Background The MMP (matrix metalloproteinase) family plays diverse and critical roles in directing vascular wall remodeling in atherosclerosis. Unlike secreted‐type MMP s, a member of the membrane‐type MMP family, MT 1‐ MMP (membrane‐type 1 MMP; MMP 14), mediates pericellular extracellular matrix degradation that is indispensable for maintaining physiological extracellular matrix homeostasis. However, given the premature mortality exhibited by MT 1‐ MMP –null mice, the potential role of the proteinase in atherogenesis remains elusive. We sought to determine the effects of both MT 1‐ MMP heterozygosity and tissue‐specific gene targeting on atherogenesis in APOE (apolipoprotein E)–null mice. Methods and Results MT 1‐ MMP heterozygosity in the APOE ‐null background ( Mmp14 +/− Apoe −/− ) significantly promoted atherogenesis relative to Mmp14 +/+ Apoe −/− mice. Furthermore, the tissue‐specific deletion of MT 1‐ MMP from vascular smooth muscle cells ( VSMC s) in SM 22α‐Cre(+) Mmp14 F/F Apoe −/− ( VSMC ‐knockout) mice likewise increased the severity of atherosclerotic lesions.

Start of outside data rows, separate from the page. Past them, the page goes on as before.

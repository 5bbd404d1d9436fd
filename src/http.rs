//! HTTP helpers: CORS construction, security headers, client IP.

use axum::body::Body as AxumBody;
use axum::http::{HeaderMap, HeaderValue, Request, StatusCode};
use axum::{middleware, response::Response};
use std::net::IpAddr;
use tower_http::cors::{AllowOrigin, Any, CorsLayer};
use tracing::warn;

/// Builds a CORS layer from a comma-separated origin list, or `None` when
/// no valid origin is configured.
pub fn build_cors_layer(cors_origins: Option<&str>) -> Option<CorsLayer> {
    let origins = cors_origins?
        .split(',')
        .map(|origin| origin.trim())
        .filter(|origin| !origin.is_empty())
        .filter_map(|origin| match HeaderValue::from_str(origin) {
            Ok(value) => Some(value),
            Err(_) => {
                warn!(origin, "invalid cors origin");
                None
            }
        })
        .collect::<Vec<_>>();

    if origins.is_empty() {
        return None;
    }

    Some(
        CorsLayer::new()
            .allow_origin(AllowOrigin::list(origins))
            .allow_methods(Any)
            .allow_headers(Any),
    )
}

/// Client IP from `x-forwarded-for`, if present and parseable.
pub fn extract_forwarded_ip(headers: &HeaderMap) -> Option<IpAddr> {
    headers
        .get("x-forwarded-for")
        .and_then(|value| value.to_str().ok())
        .and_then(|value| value.split(',').next())
        .map(str::trim)
        .filter(|value| !value.is_empty())
        .and_then(|value| value.parse::<IpAddr>().ok())
}

/// Forwarded IP when behind a proxy, socket address otherwise.
pub fn resolve_client_ip(headers: &HeaderMap, connect_ip: Option<IpAddr>) -> Option<IpAddr> {
    extract_forwarded_ip(headers).or(connect_ip)
}

/// Adds baseline security response headers.
pub async fn add_security_headers(
    request: Request<AxumBody>,
    next: middleware::Next,
) -> Result<Response, StatusCode> {
    let mut response = next.run(request).await;
    let headers = response.headers_mut();
    headers.insert(
        axum::http::header::X_FRAME_OPTIONS,
        HeaderValue::from_static("DENY"),
    );
    headers.insert(
        axum::http::header::X_CONTENT_TYPE_OPTIONS,
        HeaderValue::from_static("nosniff"),
    );
    Ok(response)
}
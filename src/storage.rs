//! Storage root, path sanitization and filesystem operations.
//!
//! Every client-supplied path goes through [`sanitize`] first and is then
//! re-validated against the storage root by [`Storage::resolve_checked`]
//! before any filesystem call touches it. The second check is independent
//! of the sanitizer on purpose.

use chrono::{DateTime, Utc};
use serde::Serialize;
use std::io;
use std::path::{Component, Path, PathBuf};
use std::time::{Duration, UNIX_EPOCH};
use tokio::fs;
use tokio::io::ErrorKind;

/// Directory under the storage root where uploads are staged before the
/// final rename. Hidden name, so it never shows up in listings or archives.
pub const STAGING_DIR_NAME: &str = ".staging";

/// Normalizes a raw client path into a safe path relative to the storage
/// root. Never fails: degenerate input (empty string, only `..` segments)
/// collapses to the empty path, which addresses the root itself.
///
/// Backslashes are treated as separators, empty/`.`/`..` segments are
/// dropped outright, and any character outside `[A-Za-z0-9._-]` inside a
/// segment is replaced with `_`.
pub fn sanitize(raw: &str) -> String {
    raw.replace('\\', "/")
        .split('/')
        .filter(|segment| !segment.is_empty() && *segment != "." && *segment != "..")
        .map(|segment| {
            segment
                .chars()
                .map(|c| {
                    if c.is_ascii_alphanumeric() || matches!(c, '.' | '_' | '-') {
                        c
                    } else {
                        '_'
                    }
                })
                .collect::<String>()
        })
        .collect::<Vec<_>>()
        .join("/")
}

/// Drops empty, `.` and `..` segments but leaves segment characters
/// untouched. For paths that must match names already on disk (downloads
/// of listed files, which may contain characters outside the upload-safe
/// set); [`Storage::resolve_checked`] still confines the result to the
/// root.
pub fn strip_traversal(raw: &str) -> String {
    raw.split('/')
        .filter(|segment| !segment.is_empty() && *segment != "." && *segment != "..")
        .collect::<Vec<_>>()
        .join("/")
}

/// Builds the download URL for a stored file: each segment is
/// percent-encoded, `/` stays a literal separator.
pub fn download_url(relative: &str) -> String {
    let encoded = relative
        .split('/')
        .map(|segment| urlencoding::encode(segment).into_owned())
        .collect::<Vec<_>>()
        .join("/");
    format!("/uploads/{encoded}")
}

#[derive(Clone, Debug)]
pub struct Storage {
    root: PathBuf,
    max_upload_size: u64,
}

impl Storage {
    pub fn new(root: PathBuf, max_upload_size: u64) -> Self {
        Self {
            root,
            max_upload_size,
        }
    }

    pub async fn ensure_root(&self) -> io::Result<()> {
        fs::create_dir_all(&self.root).await
    }

    pub fn root_path(&self) -> &Path {
        &self.root
    }

    pub fn max_upload_size(&self) -> u64 {
        self.max_upload_size
    }

    /// Directory where upload bodies are staged before the commit rename.
    pub fn staging_dir(&self) -> PathBuf {
        self.root.join(STAGING_DIR_NAME)
    }

    /// Resolves a sanitized relative path to an absolute path under the
    /// root and verifies it stays there. Also walks each existing component
    /// and rejects symlinks, so a link inside the root cannot point the
    /// operation outside of it.
    pub async fn resolve_checked(
        &self,
        relative: &str,
        allow_missing_leaf: bool,
    ) -> Result<PathBuf, StorageError> {
        // the staging area is internal; no client path may address it
        if relative.split('/').next() == Some(STAGING_DIR_NAME) {
            return Err(StorageError::InvalidPath);
        }
        for component in Path::new(relative).components() {
            match component {
                Component::Normal(_) | Component::CurDir => {}
                Component::ParentDir | Component::RootDir | Component::Prefix(_) => {
                    return Err(StorageError::InvalidPath);
                }
            }
        }
        let target = self.root.join(relative);
        if !target.starts_with(&self.root) {
            return Err(StorageError::InvalidPath);
        }
        self.ensure_no_symlink_components(&target, allow_missing_leaf)
            .await?;
        Ok(target)
    }

    async fn ensure_no_symlink_components(
        &self,
        target: &Path,
        allow_missing_leaf: bool,
    ) -> Result<(), StorageError> {
        let relative = target
            .strip_prefix(&self.root)
            .map_err(|_| StorageError::InvalidPath)?;
        let mut current = PathBuf::from(&self.root);
        let mut components = relative.components().peekable();

        while let Some(component) = components.next() {
            current.push(component.as_os_str());
            match fs::symlink_metadata(&current).await {
                Ok(metadata) => {
                    if metadata.file_type().is_symlink() {
                        return Err(StorageError::InvalidPath);
                    }
                    if components.peek().is_some() && !metadata.is_dir() {
                        return Err(StorageError::NotFound);
                    }
                }
                Err(err) if err.kind() == ErrorKind::NotFound => {
                    if allow_missing_leaf {
                        return Ok(());
                    }
                    return Err(StorageError::NotFound);
                }
                Err(err) => return Err(StorageError::Io(err)),
            }
        }

        Ok(())
    }

    /// Commits an already-staged upload: verifies the size cap, creates
    /// parent directories and renames the staged file into place. The size
    /// check runs before anything is written under the visible tree.
    pub async fn save_upload(
        &self,
        relative: &str,
        staged: &Path,
        size: u64,
    ) -> Result<SavedFile, StorageError> {
        if self.max_upload_size > 0 && size > self.max_upload_size {
            return Err(StorageError::TooLarge {
                size,
                limit: self.max_upload_size,
            });
        }
        if relative.is_empty() {
            return Err(StorageError::InvalidPath);
        }
        let target = self.resolve_checked(relative, true).await?;
        if let Some(parent) = target.parent() {
            fs::create_dir_all(parent).await?;
        }
        fs::rename(staged, &target).await?;

        let name = target
            .file_name()
            .map(|name| name.to_string_lossy().to_string())
            .unwrap_or_default();
        Ok(SavedFile {
            name,
            path: relative.to_string(),
            size,
            url: download_url(relative),
        })
    }

    /// Removes a file, or a directory with all of its contents.
    pub async fn delete_path(&self, relative: &str) -> Result<(), StorageError> {
        if relative.is_empty() {
            return Err(StorageError::InvalidPath);
        }
        let target = self.resolve_checked(relative, false).await?;
        let metadata = fs::metadata(&target).await?;
        if metadata.is_dir() {
            fs::remove_dir_all(target).await?;
        } else {
            fs::remove_file(target).await?;
        }
        Ok(())
    }

    /// Creates a directory and any missing parents. Idempotent.
    pub async fn create_dir(&self, relative: &str) -> Result<(), StorageError> {
        if relative.is_empty() {
            return Err(StorageError::InvalidPath);
        }
        let target = self.resolve_checked(relative, true).await?;
        fs::create_dir_all(target).await?;
        Ok(())
    }

    /// Renames `from` to `to`, creating the destination's parents first.
    /// Same-volume rename semantics; a cross-volume move is not atomic and
    /// not supported.
    pub async fn move_path(&self, from: &str, to: &str) -> Result<(), StorageError> {
        if from.is_empty() || to.is_empty() {
            return Err(StorageError::InvalidPath);
        }
        let source = self.resolve_checked(from, false).await?;
        let target = self.resolve_checked(to, true).await?;
        if let Some(parent) = target.parent() {
            fs::create_dir_all(parent).await?;
        }
        fs::rename(&source, &target).await?;
        Ok(())
    }
}

pub(crate) fn format_timestamp(duration: Duration) -> String {
    let timestamp = UNIX_EPOCH + duration;
    let datetime: DateTime<Utc> = timestamp.into();
    datetime.format("%Y-%m-%d %H:%M:%S").to_string()
}

#[derive(Debug)]
pub enum StorageError {
    InvalidPath,
    NotFound,
    InvalidTarget,
    TooLarge { size: u64, limit: u64 },
    Io(io::Error),
}

impl From<io::Error> for StorageError {
    fn from(err: io::Error) -> Self {
        if err.kind() == ErrorKind::NotFound {
            StorageError::NotFound
        } else {
            StorageError::Io(err)
        }
    }
}

/// Descriptor returned after a successful upload.
#[derive(Serialize, Debug)]
#[serde(rename_all = "camelCase")]
pub struct SavedFile {
    pub name: String,
    pub path: String,
    pub size: u64,
    pub url: String,
}

#[cfg(test)]
mod tests {
    use super::{Storage, StorageError, download_url, sanitize, strip_traversal};
    use std::path::Path;
    use tempfile::tempdir;

    fn make_storage() -> (tempfile::TempDir, Storage) {
        let temp = tempdir().expect("tempdir");
        let root = temp.path().join("storage");
        std::fs::create_dir_all(&root).expect("create storage root");
        (temp, Storage::new(root, 1024))
    }

    #[test]
    fn sanitize_drops_traversal_segments() {
        assert_eq!(sanitize("../../etc/passwd"), "etc/passwd");
        assert_eq!(sanitize("a/../../../b"), "a/b");
        assert_eq!(sanitize("..\\..\\win\\path"), "win/path");
        assert!(!sanitize("x/../../y/..z/..").contains("/../"));
    }

    #[test]
    fn sanitize_degenerate_input_is_root() {
        assert_eq!(sanitize(""), "");
        assert_eq!(sanitize("../.."), "");
        assert_eq!(sanitize("/./.."), "");
    }

    #[test]
    fn strip_traversal_keeps_segment_characters() {
        assert_eq!(strip_traversal("my file.txt"), "my file.txt");
        assert_eq!(strip_traversal("../a/./b c"), "a/b c");
        assert_eq!(strip_traversal("../.."), "");
    }

    #[test]
    fn sanitize_replaces_unsafe_characters() {
        assert_eq!(sanitize("a b/c*d.txt"), "a_b/c_d.txt");
        assert_eq!(sanitize("nested/we?ird#name"), "nested/we_ird_name");
    }

    #[test]
    fn sanitized_output_stays_under_root() {
        let root = Path::new("/srv/storage");
        for raw in ["../../etc/passwd", "a/../../..", "..", "\\\\host\\share"] {
            let clean = sanitize(raw);
            assert!(root.join(&clean).starts_with(root), "escaped: {raw:?}");
        }
    }

    #[test]
    fn download_url_encodes_segments_keeps_slashes() {
        assert_eq!(download_url("a b/c.txt"), "/uploads/a%20b/c.txt");
        assert_eq!(download_url("plain.txt"), "/uploads/plain.txt");
    }

    #[tokio::test]
    async fn delete_missing_path_is_not_found() {
        let (_temp, storage) = make_storage();
        let result = storage.delete_path("nope.txt").await;
        assert!(matches!(result, Err(StorageError::NotFound)));
    }

    #[tokio::test]
    async fn delete_directory_removes_descendants() {
        let (_temp, storage) = make_storage();
        let dir = storage.root_path().join("docs/deep");
        std::fs::create_dir_all(&dir).expect("mkdir");
        std::fs::write(dir.join("a.txt"), b"a").expect("write");

        storage.delete_path("docs").await.expect("delete");
        assert!(!storage.root_path().join("docs").exists());
    }

    #[tokio::test]
    async fn create_dir_is_idempotent() {
        let (_temp, storage) = make_storage();
        storage.create_dir("sub/dir").await.expect("first mkdir");
        std::fs::write(storage.root_path().join("sub/dir/x.txt"), b"x").expect("write");
        storage.create_dir("sub/dir").await.expect("second mkdir");

        assert!(storage.root_path().join("sub/dir/x.txt").exists());
    }

    #[tokio::test]
    async fn move_creates_destination_parents() {
        let (_temp, storage) = make_storage();
        std::fs::create_dir_all(storage.root_path().join("folder")).expect("mkdir");
        std::fs::write(storage.root_path().join("folder/old.txt"), b"payload").expect("write");

        storage
            .move_path("folder/old.txt", "folder2/new.txt")
            .await
            .expect("move");

        assert!(!storage.root_path().join("folder/old.txt").exists());
        let moved = std::fs::read(storage.root_path().join("folder2/new.txt")).expect("read");
        assert_eq!(moved, b"payload");
    }

    #[tokio::test]
    async fn move_missing_source_is_not_found() {
        let (_temp, storage) = make_storage();
        let result = storage.move_path("ghost.txt", "dest.txt").await;
        assert!(matches!(result, Err(StorageError::NotFound)));
    }

    #[tokio::test]
    async fn save_upload_rejects_oversized_before_commit() {
        let (_temp, storage) = make_storage();
        let staged = storage.root_path().join(".staged-part");
        std::fs::write(&staged, b"data").expect("write staged");

        let result = storage.save_upload("big.bin", &staged, 4096).await;
        assert!(matches!(result, Err(StorageError::TooLarge { .. })));
        assert!(!storage.root_path().join("big.bin").exists());
    }

    #[tokio::test]
    async fn save_upload_rejects_empty_target() {
        let (_temp, storage) = make_storage();
        let staged = storage.root_path().join(".staged-part");
        std::fs::write(&staged, b"data").expect("write staged");

        let result = storage.save_upload("", &staged, 4).await;
        assert!(matches!(result, Err(StorageError::InvalidPath)));
    }

    #[tokio::test]
    async fn staging_area_is_not_client_addressable() {
        let (_temp, storage) = make_storage();
        std::fs::create_dir_all(storage.staging_dir()).expect("mkdir staging");
        std::fs::write(storage.staging_dir().join("inflight.part"), b"x").expect("write");

        let delete = storage.delete_path(".staging").await;
        assert!(matches!(delete, Err(StorageError::InvalidPath)));
        let moved = storage.move_path(".staging/inflight.part", "stolen").await;
        assert!(matches!(moved, Err(StorageError::InvalidPath)));
        let mkdir = storage.create_dir(".staging/extra").await;
        assert!(matches!(mkdir, Err(StorageError::InvalidPath)));
        assert!(storage.staging_dir().join("inflight.part").exists());
    }

    #[cfg(unix)]
    #[tokio::test]
    async fn resolve_checked_rejects_symlink() {
        use std::os::unix::fs::symlink;

        let (temp, storage) = make_storage();
        let outside = temp.path().join("outside.txt");
        std::fs::write(&outside, b"secret").expect("write outside file");
        symlink(&outside, storage.root_path().join("link")).expect("symlink");

        let result = storage.resolve_checked("link", false).await;
        assert!(matches!(result, Err(StorageError::InvalidPath)));
    }
}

Although VSMC ‐knockout mice also developed progressive atherosclerotic aneurysms in their iliac arteries, macrophage‐ and adipose‐specific MT 1‐ MMP –knockout mice did not display this sensitized phenotype. In VSMC ‐knockout mice, atherosclerotic lesions were populated by hyperproliferating VSMC s (smooth muscle actin– and Ki67–double‐positive cells) that were characterized by a proinflammatory gene expression profile. Finally, MT 1‐ MMP –null VSMC s cultured in a 3‐dimensional spheroid model system designed to mimic in vivo–like cell–cell and cell–extracellular matrix interactions, likewise displayed markedly increased proliferative potential. Conclusions MT 1‐ MMP expressed by VSMC s plays a key role in limiting the progression of atherosclerosis in APOE ‐null mice by regulating proliferative responses and inhibiting the deterioration of VSMC function in atherogenic vascular walls.